Requirement: If a line of the records contains the string "CleanupMetrics", copy it out.

##### Records #####

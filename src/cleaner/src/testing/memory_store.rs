use std::collections::{BTreeMap, HashMap};
use std::sync::{Mutex, MutexGuard};
use std::time::Duration;

use async_trait::async_trait;

use super::{FILE_TYPE_ID, FOLDER_TYPE_ID, IMAGE_TYPE_ID};
use crate::error::StoreError;
use crate::model::{
    CandidateKind, CandidateNode, CandidateQuery, FOLDER_TYPE_NAME, IMAGE_TYPE_NAME, LastVersions,
    NodeId, NodeTypeIds, PREVIEWS_FOLDER_NAME, parent_path, path_name,
};
use crate::store::ContentStore;

#[derive(Debug, Clone)]
struct StoredNode {
    path: String,
    type_id: i64,
    index: i32,
}

#[derive(Debug, Default)]
struct State {
    types: HashMap<String, i64>,
    nodes: BTreeMap<NodeId, StoredNode>,
    last_versions: HashMap<String, LastVersions>,
    loads: Vec<CandidateQuery>,
    failing_loads: u32,
    failing_lookups: u32,
    failing_deletes: HashMap<NodeId, u32>,
    lookup_delay: Duration,
    version_lookups: usize,
    deleted: Vec<NodeId>,
}

/// Content repository kept in memory, with the same candidate predicates as
/// the SQL store and knobs for injecting failures.
#[derive(Debug)]
pub struct InMemoryContentStore {
    state: Mutex<State>,
}

impl Default for InMemoryContentStore {
    fn default() -> Self {
        Self::new()
    }
}

impl InMemoryContentStore {
    /// Empty store with the preview folder and image types registered.
    pub fn new() -> Self {
        let store = Self::without_types();
        {
            let mut state = store.state();
            state
                .types
                .insert(FOLDER_TYPE_NAME.to_string(), FOLDER_TYPE_ID);
            state.types.insert(IMAGE_TYPE_NAME.to_string(), IMAGE_TYPE_ID);
        }
        store
    }

    /// Empty store in which no node type can be resolved.
    pub fn without_types() -> Self {
        Self {
            state: Mutex::new(State::default()),
        }
    }

    /// Identifiers `new()` registers.
    pub fn type_ids() -> NodeTypeIds {
        NodeTypeIds {
            folder: FOLDER_TYPE_ID,
            image: IMAGE_TYPE_ID,
        }
    }

    fn state(&self) -> MutexGuard<'_, State> {
        self.state.lock().unwrap_or_else(|e| e.into_inner())
    }

    pub fn add_node(&self, id: NodeId, path: &str, type_id: i64, index: i32) {
        self.state().nodes.insert(
            id,
            StoredNode {
                path: path.to_string(),
                type_id,
                index,
            },
        );
    }

    /// Add an ordinary content node.
    pub fn add_content(&self, id: NodeId, path: &str) {
        self.add_node(id, path, FILE_TYPE_ID, 0);
    }

    /// Add a preview folder (a `Previews` root or a version folder).
    pub fn add_folder(&self, id: NodeId, path: &str) {
        self.add_node(id, path, FOLDER_TYPE_ID, 0);
    }

    /// Add a preview image with its ordinal index.
    pub fn add_image(&self, id: NodeId, path: &str, index: i32) {
        self.add_node(id, path, IMAGE_TYPE_ID, index);
    }

    pub fn set_last_versions(&self, content_path: &str, last: LastVersions) {
        self.state()
            .last_versions
            .insert(content_path.to_string(), last);
    }

    /// Fail the next `count` candidate loads.
    pub fn fail_next_loads(&self, count: u32) {
        self.state().failing_loads = count;
    }

    /// Fail the next `count` last-version lookups.
    pub fn fail_next_lookups(&self, count: u32) {
        self.state().failing_lookups = count;
    }

    /// Fail the next `count` deletions of `node_id`.
    pub fn fail_deletes(&self, node_id: NodeId, count: u32) {
        self.state().failing_deletes.insert(node_id, count);
    }

    /// Delay every last-version lookup.
    pub fn set_lookup_delay(&self, delay: Duration) {
        self.state().lookup_delay = delay;
    }

    /// Every candidate query received, failed ones included.
    pub fn loads(&self) -> Vec<CandidateQuery> {
        self.state().loads.clone()
    }

    /// Number of last-version lookups received, failed ones included.
    pub fn version_lookups(&self) -> usize {
        self.state().version_lookups
    }

    /// Identifiers passed to successful deletions, ascending.
    pub fn deleted_ids(&self) -> Vec<NodeId> {
        let mut ids = self.state().deleted.clone();
        ids.sort_unstable();
        ids
    }

    pub fn contains(&self, node_id: NodeId) -> bool {
        self.state().nodes.contains_key(&node_id)
    }

    /// Identifiers of every node still present, ascending.
    pub fn node_ids(&self) -> Vec<NodeId> {
        self.state().nodes.keys().copied().collect()
    }
}

fn is_preview_folder(path: &str) -> bool {
    path_name(path) == PREVIEWS_FOLDER_NAME || path.contains("/Previews/V")
}

fn matches(state: &State, id: NodeId, node: &StoredNode, query: &CandidateQuery) -> bool {
    if id <= query.min_id || node.type_id != query.node_type_id {
        return false;
    }

    if let Some(prefix) = &query.path_prefix {
        if !node.path.starts_with(&format!("{prefix}/")) {
            return false;
        }
    }

    match query.kind {
        CandidateKind::VersionFolders => is_preview_folder(&node.path),
        CandidateKind::PreviewRoots => path_name(&node.path) == PREVIEWS_FOLDER_NAME,
        CandidateKind::EmptyFolders => {
            is_preview_folder(&node.path)
                && !state
                    .nodes
                    .values()
                    .any(|child| parent_path(&child.path) == Some(node.path.as_str()))
        }
        CandidateKind::PreviewImages => node.index > query.index_threshold.unwrap_or(0),
    }
}

#[async_trait]
impl ContentStore for InMemoryContentStore {
    async fn load_candidates(
        &self,
        query: &CandidateQuery,
    ) -> Result<Vec<CandidateNode>, StoreError> {
        let mut state = self.state();
        state.loads.push(query.clone());

        if state.failing_loads > 0 {
            state.failing_loads -= 1;
            return Err(StoreError::Unavailable("candidate query timed out".into()));
        }

        Ok(state
            .nodes
            .iter()
            .filter(|(id, node)| matches(&state, **id, node, query))
            .take(query.page_size)
            .map(|(id, node)| CandidateNode::new(*id, node.path.clone()))
            .collect())
    }

    async fn delete_physical(&self, node_id: NodeId) -> Result<(), StoreError> {
        let mut state = self.state();

        if let Some(remaining) = state.failing_deletes.get_mut(&node_id) {
            if *remaining > 0 {
                *remaining -= 1;
                return Err(StoreError::Unavailable(format!(
                    "node {node_id} is locked by another transaction"
                )));
            }
        }

        if let Some(node) = state.nodes.remove(&node_id) {
            let subtree = format!("{}/", node.path);
            state.nodes.retain(|_, n| !n.path.starts_with(&subtree));
        }
        state.deleted.push(node_id);

        Ok(())
    }

    async fn last_versions(&self, content_path: &str) -> Result<LastVersions, StoreError> {
        let delay = {
            let mut state = self.state();
            state.version_lookups += 1;
            state.lookup_delay
        };

        if !delay.is_zero() {
            tokio::time::sleep(delay).await;
        }

        let mut state = self.state();
        if state.failing_lookups > 0 {
            state.failing_lookups -= 1;
            return Err(StoreError::Unavailable("version lookup timed out".into()));
        }

        Ok(state
            .last_versions
            .get(content_path)
            .copied()
            .unwrap_or_default())
    }

    async fn resolve_type_id(&self, type_name: &str) -> Result<i64, StoreError> {
        self.state()
            .types
            .get(type_name)
            .copied()
            .ok_or_else(|| StoreError::UnknownType(type_name.to_string()))
    }
}
//! Bounded-concurrency deletion of one candidate page.

use std::future::Future;
use std::sync::Arc;

use tokio::sync::Semaphore;
use tokio::task::JoinSet;
use tracing::{debug, error, info};

use crate::events::{DeletionEvent, DeletionKind, DeletionListener};
use crate::metrics::CleanupMetrics;
use crate::model::CandidateNode;
use crate::retry::{RetryPolicy, with_retry};
use crate::store::ContentStore;

/// What happened to a single candidate.
#[derive(Debug, Clone, Copy, PartialEq, Eq)]
pub enum ItemOutcome {
    Deleted,
    /// Kept on purpose (current or locked version, not a version folder).
    Retained,
    /// Deletion failed after every retry.
    Failed,
    /// Would have been deleted.
    DryRun,
}

/// Aggregated outcome of one page.
#[derive(Debug, Clone, Default, PartialEq, Eq)]
pub struct PageResult {
    /// Paths of the nodes actually deleted, in completion order.
    pub deleted_paths: Vec<String>,
    pub deleted: usize,
    pub retained: usize,
    pub failed: usize,
    pub dry_run: usize,
}

/// Runs a per-item action over a page with at most `max_parallelism` items in
/// flight, and returns only once every item has finished.
#[derive(Debug, Clone)]
pub struct DeletionWorkerPool {
    max_parallelism: usize,
}

impl DeletionWorkerPool {
    pub fn new(max_parallelism: usize) -> Self {
        Self {
            max_parallelism: max_parallelism.max(1),
        }
    }

    pub fn max_parallelism(&self) -> usize {
        self.max_parallelism
    }

    /// Process every item of the page with `delete_fn`. `listener` receives a
    /// `kind` event for each item whose outcome is [`ItemOutcome::Deleted`].
    pub async fn process_page<F, Fut>(
        &self,
        items: Vec<CandidateNode>,
        kind: DeletionKind,
        delete_fn: F,
        listener: Arc<dyn DeletionListener>,
    ) -> PageResult
    where
        F: Fn(CandidateNode) -> Fut + Send + Sync + 'static,
        Fut: Future<Output = ItemOutcome> + Send + 'static,
    {
        let semaphore = Arc::new(Semaphore::new(self.max_parallelism));
        let delete_fn = Arc::new(delete_fn);
        let mut workers = JoinSet::new();

        for item in items {
            let semaphore = semaphore.clone();
            let delete_fn = delete_fn.clone();
            let listener = listener.clone();

            workers.spawn(async move {
                // the semaphore is never closed
                let _permit = semaphore.acquire_owned().await.ok();

                let node_id = item.id;
                let path = item.path.clone();
                let outcome = delete_fn(item).await;

                if outcome == ItemOutcome::Deleted {
                    listener.on_deleted(DeletionEvent { kind, node_id });
                }

                (path, outcome)
            });
        }

        let mut result = PageResult::default();
        while let Some(joined) = workers.join_next().await {
            match joined {
                Ok((path, ItemOutcome::Deleted)) => {
                    result.deleted += 1;
                    if let Some(path) = path.filter(|p| !p.is_empty()) {
                        result.deleted_paths.push(path);
                    }
                }
                Ok((_, ItemOutcome::Retained)) => result.retained += 1,
                Ok((_, ItemOutcome::Failed)) => result.failed += 1,
                Ok((_, ItemOutcome::DryRun)) => result.dry_run += 1,
                Err(e) => {
                    error!(error = %e, "Deletion worker did not complete");
                    result.failed += 1;
                }
            }
        }

        result
    }
}

/// Physical deletion of a single node with a bounded retry.
pub struct NodeDeleter {
    store: Arc<dyn ContentStore>,
    retry: RetryPolicy,
    metrics: CleanupMetrics,
    dry_run: bool,
}

impl NodeDeleter {
    pub fn new(
        store: Arc<dyn ContentStore>,
        retry: RetryPolicy,
        metrics: CleanupMetrics,
        dry_run: bool,
    ) -> Self {
        Self {
            store,
            retry,
            metrics,
            dry_run,
        }
    }

    /// Delete `node`. Exhausted retries are reported here and returned as
    /// [`ItemOutcome::Failed`]; they never abort the page.
    pub async fn delete(&self, node: &CandidateNode) -> ItemOutcome {
        let path = node.path.as_deref().unwrap_or_default();

        if self.dry_run {
            info!(node_id = node.id, path, "[DRY-RUN] Would delete preview node");
            return ItemOutcome::DryRun;
        }

        let result = with_retry(&self.retry, &self.metrics, "delete_physical", || {
            self.store.delete_physical(node.id)
        })
        .await;

        match result {
            Ok(()) => {
                debug!(node_id = node.id, path, "Preview node deleted");
                ItemOutcome::Deleted
            }
            Err(e) => {
                error!(
                    node_id = node.id,
                    path,
                    attempts = self.retry.max_attempts,
                    error = %e,
                    "Preview node could not be deleted"
                );
                self.metrics.record_deletion_failure();
                ItemOutcome::Failed
            }
        }
    }
}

#####

Answer to the exercise:
use crate::metrics::CleanupMetrics;
    metrics: CleanupMetrics,
        metrics: CleanupMetrics,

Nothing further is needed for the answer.